冬兵的眼神看着他,冷漠而残酷,仿佛他不过是另一个可以杀死的目标。
“冬兵……”衔尾蛇踉踉跄跄地站起来,又一次伸手去拉冬兵的手臂。理所当然又被后者击倒,死死压制在地上,泛着金属光泽的机械手臂毫不留情地一下又一下砸在衔尾蛇的背上。
谢天谢地他身上穿着氪星技术出品的防护服,不然冬兵用金属臂这么揍,他早就死得不能再死了!即便如此,他还是感觉到肋骨断了一两根,喉咙里的血腥味浓重腥甜。
然而他却没有停止呼唤冬兵名字的行为,好像那个名字就是他唯一能抓住的救命稻草。他重复了一遍又一遍,从清晰的喊声到逐渐混合着血水的模糊呢喃,就像这是他唯一会说的话。衔尾蛇感到自己的头很疼,全身都受到剧烈的压迫,仿佛就要爆裂开来。
“冬兵,冬兵,冬兵……”他依旧喃喃呼唤着。
被洗脑男人的拳头停在了一半,那褐色的眼眸里是游移不定的痛苦疑惑,他紧紧捏住了另一只手,似乎想下定决心却又实在没法再下手。熟悉又陌生的脸庞,那双宝石般的绿眼眸,带笑的模样,还有记忆中朦朦胧胧的甜饼香味。
“不想忘记你,不想忘记你的名字,不想……”冬兵的脑海里隐约能记起这断断续续的痛苦渴求,那是自己的声音,如此绝望又悲哀。
可是这是谁?他叫什么?为什么那个名字明明都到了嘴边却始终无法说出口?
“…………不。”冬兵痛苦地说道。
“冬兵。”衔尾蛇从趴着的位置翻了个身,他伸出沾满鲜血的手抚摸上冬兵的脸,神色坚定又无所畏惧,他甚至能微笑地问道:“冬兵,为什么你叫冬兵,不□□兵夏兵呢?”
“亲爱的,嫁给我好不好?”衔尾蛇继续说道,鲜血不断地涌出来:“我把宇宙魔方送给你?总比那袋珠宝值钱多了。”
“如果有一天我注定要死了,我只希望能在这之前知道你的名字,听你叫我的名字。
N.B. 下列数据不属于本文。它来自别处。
//! Provider data structure passed to resources and data sources

use crate::api::{Client, ReferenceTablesApi};
use std::sync::Arc;

#[derive(Clone)]
pub struct DatadogProviderData {
    pub client: Arc<dyn ReferenceTablesApi>,
}

impl DatadogProviderData {
    pub fn new(client: Client) -> Self {
        Self {
            client: Arc::new(client),
        }
    }

    /// Wraps any implementation of the reference tables API
    pub fn with_api(api: Arc<dyn ReferenceTablesApi>) -> Self {
        Self { client: api }
    }
}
”衔尾蛇动了动身体,上前将僵硬的冬兵搂住,在他耳边说道:“冬兵,你忘记了也没关系。反正你不是第一次忘记我了。”
“没关系,我们可以重新认识,现在我可以告诉你我的名字了。我叫詹姆斯莱顿,别人也叫我衔尾蛇,那只肥啾叫我小蛇,我的家人们叫我吉姆。”衔尾蛇的血流在冬兵的肩上,温柔又湿润,却让他感觉到心颤和慌乱。
“……衔尾……蛇。”冬兵轻轻地回应道,然后某一种不经过大脑的冲动直接突破他的嘴,仿佛他已经喊了无数次那样:“詹姆斯。”
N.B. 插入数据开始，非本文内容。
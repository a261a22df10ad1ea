//! tfplug - Terraform Plugin Framework for Rust
//!
//! The provider-facing half of a Terraform plugin framework: dynamic state
//! values, schemas, plan modifiers and the traits that providers, resources
//! and data sources implement. Wire protocol handling lives outside this crate.

// Core modules
pub mod context;
pub mod error;
pub mod schema;
pub mod types;

// Provider API modules
pub mod data_source;
pub mod provider;
pub mod resource;

// Helper modules
pub mod import;
pub mod plan_modifier;

// Re-exports for convenience
pub use context::Context;
pub use data_source::{DataSource, DataSourceWithConfigure};
pub use error::{Result, TfplugError};
pub use import::import_state_passthrough_id;
pub use provider::Provider;
pub use resource::{
    Resource, ResourceWithConfigure, ResourceWithImportState, ResourceWithModifyPlan,
};
pub use schema::{AttributeBuilder, AttributeType, Schema, SchemaBuilder};
pub use types::{AttributePath, Diagnostic, DiagnosticSeverity, Dynamic, DynamicValue};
对了,是这个名字,他喊过这个名字。可是他是在哪里,是在什么时候喊过的呢?为什么他感觉这个名字他早就叫过很多次,多到只要给一点提示就能这么记起来?
“詹姆斯。”冬兵又喊了一次,然后把那个人紧紧地抱住,再不肯松手。
然而在这种情况下,总是有人看不得如此美好的气氛。而且考虑到这是纽约外星人大战神盾局的战场,来的人不大可能是站在自己这边的。
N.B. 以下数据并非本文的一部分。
//! Finding an existing table by id or by name

use tfplug::Context;

use crate::api::{with_context, ReferenceTablesApi};

use super::error::{ReferenceTableError, Result};
use super::mapper;
use super::model::TableDescriptor;

/// What the data source was asked to find. `id` wins when both are set.
#[derive(Debug, Clone, Default, PartialEq, Eq)]
pub struct LookupKey {
    pub id: Option<String>,
    pub table_name: Option<String>,
}

pub struct TableLookup<'a> {
    api: &'a dyn ReferenceTablesApi,
}

impl<'a> TableLookup<'a> {
    pub fn new(api: &'a dyn ReferenceTablesApi) -> Self {
        Self { api }
    }

    /// Resolves the key to a table id
    ///
    /// An id is returned as given, without any remote call. A name is matched
    /// exactly against a full listing and the first match wins.
    pub async fn resolve_id(&self, ctx: &Context, key: &LookupKey) -> Result<String> {
        if let Some(id) = &key.id {
            return Ok(id.clone());
        }
        let Some(table_name) = &key.table_name else {
            return Err(ReferenceTableError::MissingLookupKey);
        };

        tracing::debug!("Looking up reference table by name {}", table_name);
        let list = with_context(ctx, self.api.list_tables())
            .await
            .map_err(ReferenceTableError::transport("listing reference tables"))?;

        let unparsed = mapper::list_unparsed_fields(&list);
        if !unparsed.is_empty() {
            return Err(ReferenceTableError::UnparsedResponseField { fields: unparsed });
        }

        let found = list.data.iter().find(|table| {
            table
                .attributes
                .as_ref()
                .and_then(|attributes| attributes.table_name.as_deref())
                == Some(table_name.as_str())
        });

        match found {
            Some(table) => table
                .id
                .clone()
                .ok_or_else(|| ReferenceTableError::MissingResponseField {
                    field: "data[].id".to_string(),
                }),
            None => Err(ReferenceTableError::not_found_name(table_name)),
        }
    }

    /// Resolves the key and fetches the table
    pub async fn lookup(&self, ctx: &Context, key: &LookupKey) -> Result<TableDescriptor> {
        let id = self.resolve_id(ctx, key).await?;

        let response = match with_context(ctx, self.api.get_table(&id)).await {
            Ok(response) => response,
            Err(e) if e.is_not_found() => return Err(ReferenceTableError::not_found_id(&id)),
            Err(e) => return Err(ReferenceTableError::transport("reading reference table")(e)),
        };

        mapper::decode_result(&response.body)
    }
}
果然,衔尾蛇只是瞥了一眼就认出这是九头蛇行动队的制式装备。
冬兵在这群人出现的时候身体微微颤抖,显然他经过洗脑要服从新行动队长的指示,但是他本能地不想放开衔尾蛇,更担心怀里的那个人会受到伤害。
“别来无恙,衔尾蛇,啊不对,应该说是久仰大名。”那个新上任的行动队长如此说道,他看起来对衔尾蛇出现在这里并不吃惊,又或者说这本就是九头蛇的陷阱。
“我们得到情报说,你和冬兵是恋人关系,并且你加入复联也是为了他。于是,我们在想不如就让你们见上一面,顺带也可以把你带回去。”
“叉骨说的?”衔尾蛇冷笑一声,不屑道:“我就知道他靠不住。”
“九头蛇万岁!他这么做才是最明智忠诚的行为,而你是个叛徒。”行动队长一点都不为现在的情况着急,他在战场上监视衔尾蛇有一段时间了。现在衔尾蛇能力耗尽,体力不支,并且还被冬兵打成重伤……他怎么可能对付得了一整支九头蛇行动小队?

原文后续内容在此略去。